Autumn — Beacon and Newburgh (New York): Streets cloaked in gold and crimson, a perfect backdrop for letting go of old dreams and daring to imagine new ones.

Watching the show, you can almost feel the seasons settle into your bones. It's not just scenery; it’s another character, breathing alongside everyone else.

The Four Seasons | Image via Netflix
The Four Seasons | Image via Netflix

Other series that played with seasons

Four Seasons isn't the first to lean into the poetry of the calendar. Gilmore Girls wrapped its coziness around fall leaves and winter snow. This Is Us used holidays as emotional landmarks, guiding us through generations of joy and loss. But Four Seasons feels less like a map and more like a journal, messy, personal, full of scratched-out hopes and unexpected grace.

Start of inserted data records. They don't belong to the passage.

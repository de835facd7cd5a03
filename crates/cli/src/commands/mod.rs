//! CLI command implementations.
//!
//! # Environment Variables
//!
//! - `DATABASE_URL` - `SQLite` connection string (default: `sqlite://sqlite.db`)

pub mod admin;
pub mod migrate;
pub mod pricing;
pub mod seed;
pub mod status;

use secrecy::SecretString;
use sqlx::SqlitePool;
use thiserror::Error;

use site_server::config::DEFAULT_DATABASE_URL;
use site_server::db::{self, RepositoryError};
use site_server::services::auth::AuthError;

/// Errors that can occur while running a command.
#[derive(Debug, Error)]
pub enum CommandError {
    /// Database connection error.
    #[error("Database connection error: {0}")]
    Database(#[from] sqlx::Error),

    /// Migration error.
    #[error("Migration error: {0}")]
    Migration(#[from] sqlx::migrate::MigrateError),

    /// Query error.
    #[error("Repository error: {0}")]
    Repository(#[from] RepositoryError),

    /// Password hashing error.
    #[error("Auth error: {0}")]
    Auth(#[from] AuthError),
}

/// Connect to the database named by `DATABASE_URL`.
async fn connect() -> Result<SqlitePool, CommandError> {
    dotenvy::dotenv().ok();

    let database_url = std::env::var("DATABASE_URL")
        .ok()
        .filter(|url| !url.trim().is_empty())
        .unwrap_or_else(|| DEFAULT_DATABASE_URL.to_string());

    tracing::info!("Connecting to database...");
    let pool = db::create_pool(&SecretString::from(database_url)).await?;
    Ok(pool)
}
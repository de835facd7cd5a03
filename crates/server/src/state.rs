//! Application state shared across handlers.

use std::sync::Arc;

use sqlx::SqlitePool;

use crate::config::ServerConfig;
use crate::services::auth::TokenKeys;
use crate::services::metadata::{MetadataClient, MetadataError};

/// Application state shared across all handlers.
///
/// This struct is cheaply cloneable via `Arc` and provides access to
/// shared resources like database connections and configuration.
#[derive(Clone)]
pub struct AppState {
    inner: Arc<AppStateInner>,
}

struct AppStateInner {
    config: ServerConfig,
    pool: SqlitePool,
    tokens: TokenKeys,
    metadata: MetadataClient,
}

impl AppState {
    /// Create a new application state.
    ///
    /// # Arguments
    ///
    /// * `config` - Server configuration
    /// * `pool` - `SQLite` connection pool
    ///
    /// # Errors
    ///
    /// Returns an error if the outbound HTTP client cannot be built.
    pub fn new(config: ServerConfig, pool: SqlitePool) -> Result<Self, MetadataError> {
        let tokens = TokenKeys::new(&config.jwt_secret, config.token_ttl());
        let metadata = MetadataClient::new()?;

        Ok(Self {
            inner: Arc::new(AppStateInner {
                config,
                pool,
                tokens,
                metadata,
            }),
        })
    }

    /// Get a reference to the server configuration.
    #[must_use]
    pub fn config(&self) -> &ServerConfig {
        &self.inner.config
    }

    /// Get a reference to the database connection pool.
    #[must_use]
    pub fn pool(&self) -> &SqlitePool {
        &self.inner.pool
    }

    /// Get the admin token keys.
    #[must_use]
    pub fn tokens(&self) -> &TokenKeys {
        &self.inner.tokens
    }

    /// Get the link metadata client.
    #[must_use]
    pub fn metadata(&self) -> &MetadataClient {
        &self.inner.metadata
    }
}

The Four Seasons | Image via Netflix
The Four Seasons | Image via Netflix

The cast: old friends we’ve missed

Tina Fey brings her sharp wit and deeper emotional gears honed in 30 Rock. Steve Carell reminds us (as he did in The Office and Foxcatcher) that heartbreak and humor are never very far apart. Colman Domingo carries the quiet intensity we've loved since Fear the Walking Dead and Rustin. Will Forte brings his unique balance of comedy and vulnerability, while Kerri Kenney-Silver and Marco Calvani round out the ensemble with heart and humor.

Together, they don't act like old friends; they simply are. You believe in them, root for them, and hurt with them. That’s rare. And it’s precious.


Audience reaction and critical praise

Since it dropped on Netflix, Four Seasons has been quietly weaving its way into people’s lives, not with flashy headlines, but in the soft, steady way that real stories do. Critics have called it unforced warmth and praised its deceptively simple brilliance, but maybe the real proof is in the little things: the posts fans keep sharing about scenes that made them laugh a little louder, cry a little harder, or reach out to someone they hadn’t spoken to in what felt like forever.

The show is currently holding strong with an 81% score on Rotten Tomatoes, based on 21 reviews. But honestly, Four Seasons isn't the kind of series you rate; it's the kind you feel. It's the show you’re still thinking about days later, when a smell or a song brings you back to something you didn’t realize you'd been missing.

The Four Seasons | Image via Netflix
The Four Seasons | Image via Netflix

In the end

Life doesn’t announce its biggest moments. Change comes quietly, in a summer sunset, a winter walk, a spring rain. Four Seasons gets that. It reminds us that love, friendship, and forgiveness don’t always arrive with fanfare. Sometimes they show up in the ordinary moments we’re lucky enough to notice.

And when you watch this show, you remember: maybe growing up isn’t about losing magic. Maybe it’s about recognizing the magic that was always there, waiting, season after season.